##### RECORDS FOR THIS TASK #####

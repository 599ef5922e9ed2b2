//! Generation identity, lifecycle status and the notifications delivered
//! to the UI.

use std::fmt;
use std::sync::atomic::{AtomicU64, Ordering};

use serde::{Deserialize, Serialize};

use crate::backend::BackendSettings;

// ━━━━━━━━━━━━━━━━━━━━━━━━━━━━━━━━━━━━━━━━━━━━━━━━━━━━━━━━━━━━━━━━━━
// Generation id
// ━━━━━━━━━━━━━━━━━━━━━━━━━━━━━━━━━━━━━━━━━━━━━━━━━━━━━━━━━━━━━━━━━━

/// Last microsecond stamp handed out; ids are strictly increasing.
static LAST_STAMP: AtomicU64 = AtomicU64::new(0);

/// Opaque identity of one generation (`gen_<unix-micros>`).
///
/// Ids are allocated from a process-wide monotonic clock: two calls in the
/// same microsecond still produce distinct, ordered ids.
#[derive(Debug, Clone, PartialEq, Eq, Hash, PartialOrd, Ord, Serialize, Deserialize)]
#[serde(transparent)]
pub struct GenerationId(String);

impl GenerationId {
    /// Allocate a fresh id. Never returns an id handed out before.
    pub fn next() -> Self {
        let now = chrono::Utc::now().timestamp_micros().max(0) as u64;
        let mut last = LAST_STAMP.load(Ordering::Relaxed);
        let stamp = loop {
            let candidate = now.max(last + 1);
            match LAST_STAMP.compare_exchange_weak(
                last,
                candidate,
                Ordering::AcqRel,
                Ordering::Relaxed,
            ) {
                Ok(_) => break candidate,
                Err(actual) => last = actual,
            }
        };
        Self(format!("gen_{stamp}"))
    }

    pub fn as_str(&self) -> &str {
        &self.0
    }
}

impl fmt::Display for GenerationId {
    fn fmt(&self, f: &mut fmt::Formatter<'_>) -> fmt::Result {
        f.write_str(&self.0)
    }
}

impl From<String> for GenerationId {
    fn from(s: String) -> Self {
        Self(s)
    }
}

impl From<&str> for GenerationId {
    fn from(s: &str) -> Self {
        Self(s.to_owned())
    }
}

// ━━━━━━━━━━━━━━━━━━━━━━━━━━━━━━━━━━━━━━━━━━━━━━━━━━━━━━━━━━━━━━━━━━
// Generation status
// ━━━━━━━━━━━━━━━━━━━━━━━━━━━━━━━━━━━━━━━━━━━━━━━━━━━━━━━━━━━━━━━━━━

#[derive(Debug, Clone, Copy, PartialEq, Eq, Serialize, Deserialize)]
#[serde(rename_all = "snake_case")]
pub enum GenerationStatus {
    Pending,
    Streaming,
    Completed,
    Cancelled,
    Failed,
}

impl GenerationStatus {
    pub fn is_terminal(self) -> bool {
        matches!(self, Self::Completed | Self::Cancelled | Self::Failed)
    }

    /// Whether moving from `self` to `next` is a legal forward step.
    pub fn can_advance_to(self, next: GenerationStatus) -> bool {
        match self {
            Self::Pending => next != Self::Pending,
            Self::Streaming => next.is_terminal(),
            _ => false,
        }
    }
}

impl fmt::Display for GenerationStatus {
    fn fmt(&self, f: &mut fmt::Formatter<'_>) -> fmt::Result {
        let s = match self {
            Self::Pending => "pending",
            Self::Streaming => "streaming",
            Self::Completed => "completed",
            Self::Cancelled => "cancelled",
            Self::Failed => "failed",
        };
        f.write_str(s)
    }
}

// ━━━━━━━━━━━━━━━━━━━━━━━━━━━━━━━━━━━━━━━━━━━━━━━━━━━━━━━━━━━━━━━━━━
// Notifications
// ━━━━━━━━━━━━━━━━━━━━━━━━━━━━━━━━━━━━━━━━━━━━━━━━━━━━━━━━━━━━━━━━━━

/// Events delivered to the UI through the single delivery queue.
#[derive(Debug, Clone, PartialEq, Serialize)]
#[serde(tag = "type")]
pub enum Notification {
    /// A fragment of the answer for `generation_id`.
    #[serde(rename = "content")]
    Content {
        generation_id: GenerationId,
        text: String,
    },

    /// A fragment of the reasoning text for `generation_id`.
    #[serde(rename = "reasoning")]
    Reasoning {
        generation_id: GenerationId,
        text: String,
    },

    /// Always the last event for its generation.
    #[serde(rename = "complete")]
    Complete {
        generation_id: GenerationId,
        status: GenerationStatus,
    },

    /// The backend was restarted with new settings.
    #[serde(rename = "backend_reconfigured")]
    BackendReconfigured { settings: BackendSettings },

    /// A reconfiguration attempt failed.
    #[serde(rename = "backend_reconfigure_failed")]
    BackendReconfigureFailed { reason: String },
}

impl Notification {
    /// The generation this notification belongs to, if any.
    pub fn generation_id(&self) -> Option<&GenerationId> {
        match self {
            Self::Content { generation_id, .. }
            | Self::Reasoning { generation_id, .. }
            | Self::Complete { generation_id, .. } => Some(generation_id),
            Self::BackendReconfigured { .. } | Self::BackendReconfigureFailed { .. } => None,
        }
    }

    /// Short event name, used as the SSE `event:` field.
    pub fn kind(&self) -> &'static str {
        match self {
            Self::Content { .. } => "content",
            Self::Reasoning { .. } => "reasoning",
            Self::Complete { .. } => "complete",
            Self::BackendReconfigured { .. } => "backend_reconfigured",
            Self::BackendReconfigureFailed { .. } => "backend_reconfigure_failed",
        }
    }
}

/// A notification tagged with its delivery sequence number.
#[derive(Debug, Clone, PartialEq, Serialize)]
pub struct Envelope {
    pub seq: u64,
    #[serde(flatten)]
    pub notification: Notification,
}

#[cfg(test)]
mod tests {
    use super::*;

    #[test]
    fn ids_are_unique_and_increasing() {
        let ids: Vec<GenerationId> = (0..1000).map(|_| GenerationId::next()).collect();
        for pair in ids.windows(2) {
            let a: u64 = pair[0].as_str()["gen_".len()..].parse().unwrap();
            let b: u64 = pair[1].as_str()["gen_".len()..].parse().unwrap();
            assert!(b > a, "{} !< {}", pair[0], pair[1]);
        }
    }

    #[test]
    fn id_has_gen_prefix() {
        assert!(GenerationId::next().as_str().starts_with("gen_"));
    }

    #[test]
    fn terminal_statuses() {
        assert!(!GenerationStatus::Pending.is_terminal());
        assert!(!GenerationStatus::Streaming.is_terminal());
        assert!(GenerationStatus::Completed.is_terminal());
        assert!(GenerationStatus::Cancelled.is_terminal());
        assert!(GenerationStatus::Failed.is_terminal());
    }

    #[test]
    fn status_only_moves_forward() {
        use GenerationStatus::*;
        assert!(Pending.can_advance_to(Streaming));
        assert!(Pending.can_advance_to(Failed));
        assert!(Streaming.can_advance_to(Completed));
        assert!(!Streaming.can_advance_to(Pending));
        assert!(!Completed.can_advance_to(Failed));
        assert!(!Cancelled.can_advance_to(Completed));
    }

    #[test]
    fn envelope_serializes_flat() {
        let env = Envelope {
            seq: 7,
            notification: Notification::Content {
                generation_id: "gen_1".into(),
                text: "4".into(),
            },
        };
        let v = serde_json::to_value(&env).unwrap();
        assert_eq!(v["seq"], 7);
        assert_eq!(v["type"], "content");
        assert_eq!(v["generation_id"], "gen_1");
        assert_eq!(v["text"], "4");
    }
}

#####

(PROMPT):
Among the entries above, how many lines include the word "String"? Give the number with no comment.

(REPLY):
6